┌─ Data provided
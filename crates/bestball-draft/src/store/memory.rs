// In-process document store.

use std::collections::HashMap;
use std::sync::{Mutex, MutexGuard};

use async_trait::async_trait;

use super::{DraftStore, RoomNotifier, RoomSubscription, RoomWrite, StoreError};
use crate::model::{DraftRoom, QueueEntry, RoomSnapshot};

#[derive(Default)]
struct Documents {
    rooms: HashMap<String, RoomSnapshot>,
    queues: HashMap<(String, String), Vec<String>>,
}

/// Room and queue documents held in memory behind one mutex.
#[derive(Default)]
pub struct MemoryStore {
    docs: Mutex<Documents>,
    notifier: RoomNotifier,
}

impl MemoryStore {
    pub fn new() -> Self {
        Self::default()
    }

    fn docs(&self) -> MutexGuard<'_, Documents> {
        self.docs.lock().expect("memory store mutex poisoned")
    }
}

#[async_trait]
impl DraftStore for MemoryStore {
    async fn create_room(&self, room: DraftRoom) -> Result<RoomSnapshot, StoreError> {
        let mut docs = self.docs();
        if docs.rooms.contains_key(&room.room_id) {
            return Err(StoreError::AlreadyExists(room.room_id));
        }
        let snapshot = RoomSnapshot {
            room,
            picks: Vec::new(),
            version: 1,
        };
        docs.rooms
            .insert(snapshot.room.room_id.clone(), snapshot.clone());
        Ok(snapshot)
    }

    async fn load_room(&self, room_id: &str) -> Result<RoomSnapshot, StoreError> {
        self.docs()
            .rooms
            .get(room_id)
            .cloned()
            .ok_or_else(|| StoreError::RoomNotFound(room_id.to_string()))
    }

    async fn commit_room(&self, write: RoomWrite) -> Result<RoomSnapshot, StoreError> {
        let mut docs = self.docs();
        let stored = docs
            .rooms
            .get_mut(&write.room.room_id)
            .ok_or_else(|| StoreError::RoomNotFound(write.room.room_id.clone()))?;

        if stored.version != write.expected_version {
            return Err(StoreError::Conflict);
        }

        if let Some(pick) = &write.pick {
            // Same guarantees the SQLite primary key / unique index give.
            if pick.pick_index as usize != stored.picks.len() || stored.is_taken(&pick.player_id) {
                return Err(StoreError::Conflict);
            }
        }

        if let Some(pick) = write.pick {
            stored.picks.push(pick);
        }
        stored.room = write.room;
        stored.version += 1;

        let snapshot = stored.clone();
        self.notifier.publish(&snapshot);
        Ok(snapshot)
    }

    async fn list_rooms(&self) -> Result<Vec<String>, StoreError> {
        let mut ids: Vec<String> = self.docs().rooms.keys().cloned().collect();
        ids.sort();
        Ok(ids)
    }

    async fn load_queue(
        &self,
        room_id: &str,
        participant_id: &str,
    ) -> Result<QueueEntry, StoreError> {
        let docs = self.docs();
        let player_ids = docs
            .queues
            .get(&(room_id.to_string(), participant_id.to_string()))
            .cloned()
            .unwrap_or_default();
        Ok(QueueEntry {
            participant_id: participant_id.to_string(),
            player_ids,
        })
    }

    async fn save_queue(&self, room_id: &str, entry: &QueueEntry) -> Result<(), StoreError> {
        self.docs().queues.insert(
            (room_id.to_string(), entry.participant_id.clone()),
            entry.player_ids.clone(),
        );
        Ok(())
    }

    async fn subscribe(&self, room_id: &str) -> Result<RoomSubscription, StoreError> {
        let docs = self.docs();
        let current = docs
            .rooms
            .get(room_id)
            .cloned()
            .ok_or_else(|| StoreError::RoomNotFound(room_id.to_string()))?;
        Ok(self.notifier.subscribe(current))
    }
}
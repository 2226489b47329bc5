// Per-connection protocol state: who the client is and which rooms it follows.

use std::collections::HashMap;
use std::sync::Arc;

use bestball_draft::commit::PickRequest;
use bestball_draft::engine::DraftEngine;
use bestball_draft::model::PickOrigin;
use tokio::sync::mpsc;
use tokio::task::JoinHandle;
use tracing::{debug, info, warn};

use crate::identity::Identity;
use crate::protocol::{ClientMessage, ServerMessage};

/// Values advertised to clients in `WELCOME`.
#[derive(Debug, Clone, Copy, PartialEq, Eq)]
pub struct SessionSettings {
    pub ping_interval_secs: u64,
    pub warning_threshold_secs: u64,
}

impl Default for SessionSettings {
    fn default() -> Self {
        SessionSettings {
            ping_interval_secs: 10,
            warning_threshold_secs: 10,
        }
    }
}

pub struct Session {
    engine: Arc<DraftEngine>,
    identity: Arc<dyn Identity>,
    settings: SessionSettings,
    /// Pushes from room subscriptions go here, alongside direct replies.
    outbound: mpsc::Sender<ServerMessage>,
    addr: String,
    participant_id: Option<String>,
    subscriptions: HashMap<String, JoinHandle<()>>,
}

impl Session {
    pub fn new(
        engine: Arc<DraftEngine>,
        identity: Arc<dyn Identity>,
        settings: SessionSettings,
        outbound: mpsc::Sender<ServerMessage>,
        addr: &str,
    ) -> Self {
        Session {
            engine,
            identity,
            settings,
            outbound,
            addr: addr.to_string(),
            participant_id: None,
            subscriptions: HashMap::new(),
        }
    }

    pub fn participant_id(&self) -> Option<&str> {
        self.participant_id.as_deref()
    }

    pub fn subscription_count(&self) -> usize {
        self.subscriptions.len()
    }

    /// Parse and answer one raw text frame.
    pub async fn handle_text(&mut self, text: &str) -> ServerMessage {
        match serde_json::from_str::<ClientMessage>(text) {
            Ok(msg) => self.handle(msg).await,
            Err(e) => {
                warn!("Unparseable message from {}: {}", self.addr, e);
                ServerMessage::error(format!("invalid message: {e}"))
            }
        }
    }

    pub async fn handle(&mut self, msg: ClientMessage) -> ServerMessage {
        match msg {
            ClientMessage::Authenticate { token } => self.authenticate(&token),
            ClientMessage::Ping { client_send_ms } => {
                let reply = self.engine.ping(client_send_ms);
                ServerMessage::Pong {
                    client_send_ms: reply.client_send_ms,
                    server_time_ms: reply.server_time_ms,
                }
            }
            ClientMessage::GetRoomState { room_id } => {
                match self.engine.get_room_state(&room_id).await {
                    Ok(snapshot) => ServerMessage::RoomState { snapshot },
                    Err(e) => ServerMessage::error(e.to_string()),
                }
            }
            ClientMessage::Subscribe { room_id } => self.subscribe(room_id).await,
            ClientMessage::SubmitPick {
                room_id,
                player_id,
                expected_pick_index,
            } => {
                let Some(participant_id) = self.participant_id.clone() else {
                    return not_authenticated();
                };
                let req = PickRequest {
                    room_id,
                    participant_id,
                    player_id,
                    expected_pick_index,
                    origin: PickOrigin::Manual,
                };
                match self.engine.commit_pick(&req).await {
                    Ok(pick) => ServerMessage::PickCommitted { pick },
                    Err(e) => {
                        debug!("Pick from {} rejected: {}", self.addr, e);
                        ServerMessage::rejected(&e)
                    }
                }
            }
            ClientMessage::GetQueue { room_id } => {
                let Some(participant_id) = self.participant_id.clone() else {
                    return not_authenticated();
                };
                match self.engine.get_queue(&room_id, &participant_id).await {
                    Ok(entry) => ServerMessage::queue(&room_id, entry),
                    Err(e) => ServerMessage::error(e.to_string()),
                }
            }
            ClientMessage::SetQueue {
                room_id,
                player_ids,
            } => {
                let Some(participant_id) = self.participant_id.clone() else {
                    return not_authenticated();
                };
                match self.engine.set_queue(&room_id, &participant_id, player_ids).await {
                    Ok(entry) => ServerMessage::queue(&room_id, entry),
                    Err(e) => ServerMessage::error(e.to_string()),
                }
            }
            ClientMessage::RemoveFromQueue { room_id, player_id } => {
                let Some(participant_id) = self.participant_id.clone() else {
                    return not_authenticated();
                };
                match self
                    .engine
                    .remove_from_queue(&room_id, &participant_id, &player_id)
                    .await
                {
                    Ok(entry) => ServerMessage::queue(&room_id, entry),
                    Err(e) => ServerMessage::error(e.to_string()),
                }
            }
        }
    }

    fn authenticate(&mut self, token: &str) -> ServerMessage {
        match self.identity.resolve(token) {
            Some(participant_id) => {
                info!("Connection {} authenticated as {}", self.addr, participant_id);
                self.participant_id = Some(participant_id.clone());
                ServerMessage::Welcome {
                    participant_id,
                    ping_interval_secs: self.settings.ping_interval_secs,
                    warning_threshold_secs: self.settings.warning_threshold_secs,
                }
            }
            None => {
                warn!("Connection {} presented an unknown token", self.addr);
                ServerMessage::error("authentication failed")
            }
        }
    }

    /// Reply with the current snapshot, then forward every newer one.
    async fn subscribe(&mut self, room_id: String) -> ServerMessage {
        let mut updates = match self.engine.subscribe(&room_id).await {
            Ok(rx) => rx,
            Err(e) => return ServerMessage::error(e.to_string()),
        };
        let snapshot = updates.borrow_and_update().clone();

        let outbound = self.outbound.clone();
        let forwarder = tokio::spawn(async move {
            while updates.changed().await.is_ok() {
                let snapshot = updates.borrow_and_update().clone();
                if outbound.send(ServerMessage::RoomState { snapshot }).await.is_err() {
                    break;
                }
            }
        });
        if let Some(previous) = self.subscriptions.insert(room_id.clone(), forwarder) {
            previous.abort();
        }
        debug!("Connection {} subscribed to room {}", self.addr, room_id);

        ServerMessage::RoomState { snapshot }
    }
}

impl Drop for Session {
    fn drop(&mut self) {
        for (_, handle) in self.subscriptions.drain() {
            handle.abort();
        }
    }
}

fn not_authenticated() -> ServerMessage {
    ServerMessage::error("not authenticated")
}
└─
*Task to complete*
Only one stretch of the data above is needed. Restate it word for word, from the line containing "async fn subscribe(&mut" through the line containing "let outbound = self.outbound.clone();", both ends included.

*Solution to the problem*
    async fn subscribe(&mut self, room_id: String) -> ServerMessage {
        let mut updates = match self.engine.subscribe(&room_id).await {
            Ok(rx) => rx,
            Err(e) => return ServerMessage::error(e.to_string()),
        };
        let snapshot = updates.borrow_and_update().clone();

        let outbound = self.outbound.clone();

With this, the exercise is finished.